Nita A. Lewis

Preparation and Study of Molecular Wires
One of the most exciting topics in modern chemistry is the possibility of creating nano-devices such as molecular computers. Already there are molecules which can operate as transistors, resistors, diodes, motors and molecular switches which may be activated by temperature, pressure or electro-magnetic radiation. Tying these devices together will require some sort of molecular wires. Many groups worldwide are working on this problem. It is necessary to prepare some sort of polymer and this usually results in making large numbers of molecules having different lengths controlled by a binomial distribution (Bell curve). Our approach allows the preparation of long wires of uniform length and in addition allows us to make wires which are bent to any desired angle. This project requires students to be skilled in both organic and inorganic synthesis. Other students are studying the properties of these wires using electronic and infrared spectroscopy, nmr and mass spectrometry techniques and electrochemistry. Several of our molecules are candidates for collaborative studies with Professor Leblanc's group in Langmuir-Blodgett techniques and scanning tunneling microscopy experiments.

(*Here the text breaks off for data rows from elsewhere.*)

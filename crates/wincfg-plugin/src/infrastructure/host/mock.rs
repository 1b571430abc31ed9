//! Recording host adapters for tests.
//!
//! Each mock stores what the dispatcher asked of it so tests can assert on
//! the exact prompts and status lines a flow produced.

use std::cell::{Cell, RefCell};

use wincfg_core::WindowId;

use crate::application::commands::StatusMessage;
use crate::application::dispatch::{InputPanel, StatusSink, WindowSource};
use crate::application::prompt::PromptRequest;

/// Status sink that records every message.
#[derive(Debug, Default)]
pub struct RecordingStatusSink {
    messages: RefCell<Vec<String>>,
}

impl RecordingStatusSink {
    pub fn new() -> Self {
        Self::default()
    }

    pub fn messages(&self) -> Vec<String> {
        self.messages.borrow().clone()
    }

    pub fn last(&self) -> Option<String> {
        self.messages.borrow().last().cloned()
    }

    pub fn clear(&self) {
        self.messages.borrow_mut().clear();
    }
}

impl StatusSink for RecordingStatusSink {
    fn set_status(&self, message: &StatusMessage) {
        self.messages.borrow_mut().push(message.to_string());
    }
}

/// Input panel that records every prompt it was asked to show.
#[derive(Debug, Default)]
pub struct RecordingInputPanel {
    requests: RefCell<Vec<PromptRequest>>,
}

impl RecordingInputPanel {
    pub fn new() -> Self {
        Self::default()
    }

    pub fn requests(&self) -> Vec<PromptRequest> {
        self.requests.borrow().clone()
    }

    /// Captions of every prompt shown, in order.
    pub fn messages(&self) -> Vec<String> {
        self.requests
            .borrow()
            .iter()
            .map(|request| request.message.clone())
            .collect()
    }
}

impl InputPanel for RecordingInputPanel {
    fn show_input_panel(&self, request: &PromptRequest) {
        self.requests.borrow_mut().push(request.clone());
    }
}

/// Window source whose active window is set by the test.
#[derive(Debug, Default)]
pub struct FixedWindowSource {
    active: Cell<Option<WindowId>>,
}

impl FixedWindowSource {
    pub fn new(active: Option<WindowId>) -> Self {
        Self {
            active: Cell::new(active),
        }
    }

    pub fn set_active(&self, active: Option<WindowId>) {
        self.active.set(active);
    }
}

impl WindowSource for FixedWindowSource {
    fn active_window(&self) -> Option<WindowId> {
        self.active.get()
    }
}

Electron Transfer by Tunneling Methods
Electron transfer reactions are fundamentally important to most areas of industrial endeavors as well as to all living organisms. During the past decade, a substantial effort has been put forth to attempt to understand the complexities of this process in redox proteins where the metal center is usually buried deep within the molecule. The theoretical analysis of real proteins is a formidable task although tremendous progress has been made and new tools have been developed specifically for the quantum electronic analysis of the inhomogeneous, three-dimensional aperiodic nature of the protein structures. These tools rely heavily on the lessons learned from an analysis of the electron transfer reactions in small model compounds. Originally, it was thought that the factors that controlled the rate of electron transfer were the driving force, reorganization energy and the distance between the reacting centers. It is now generally believed that the nature of the intervening residues and their orientation relative to the donor and acceptor groups are also important both for small molecules and for proteins. In addition, it has been found that conformational change may be a controlling factor for biological electron transfer. Our approach to examining this problem was to construct simple model systems which allow us to probe in a systematic way one variable at a time affecting the electronic pathway. For example, molecules of the type shown below where R=R'=CH3, R=CH3, R'=C6H5, and R=R'=C6H5 were constructed to determine whether phenyl rings could participate in through-space electron transfer processes. We found that the two halves of the molecules chose to orient themselves with parallel phenyl/phenyl and phenyl/pyridyl rings by changing the dihedral angle of the bridging group at the expense of maximizing the space they could occupy which would require a dihedral angle of 90o. This argues for a strong inductive effect on the electronic pathway rather than a true through-space "hopping" mechanism. We are currently constructing other models which are designed to separate inductive and through-space components of the electronic pathways in an effort to address these questions.

Phenotyping Normal and Diseased Populations for P450 Isozymes
We are employing traditional probe drugs such as caffeine and dextromethorphan to determine the expression of some P450 enzymes in normal and diseased populations. Our efforts are concentrated on the comparatively little studied Hispanic and Caribbean populations as well as on the frequency of negative drug interactions occurring as a result of the lack of or over-expression of particular P450 isozymes in certain disease states. We have also begun to investigate a new harmless probe for a completely different P450 isozyme.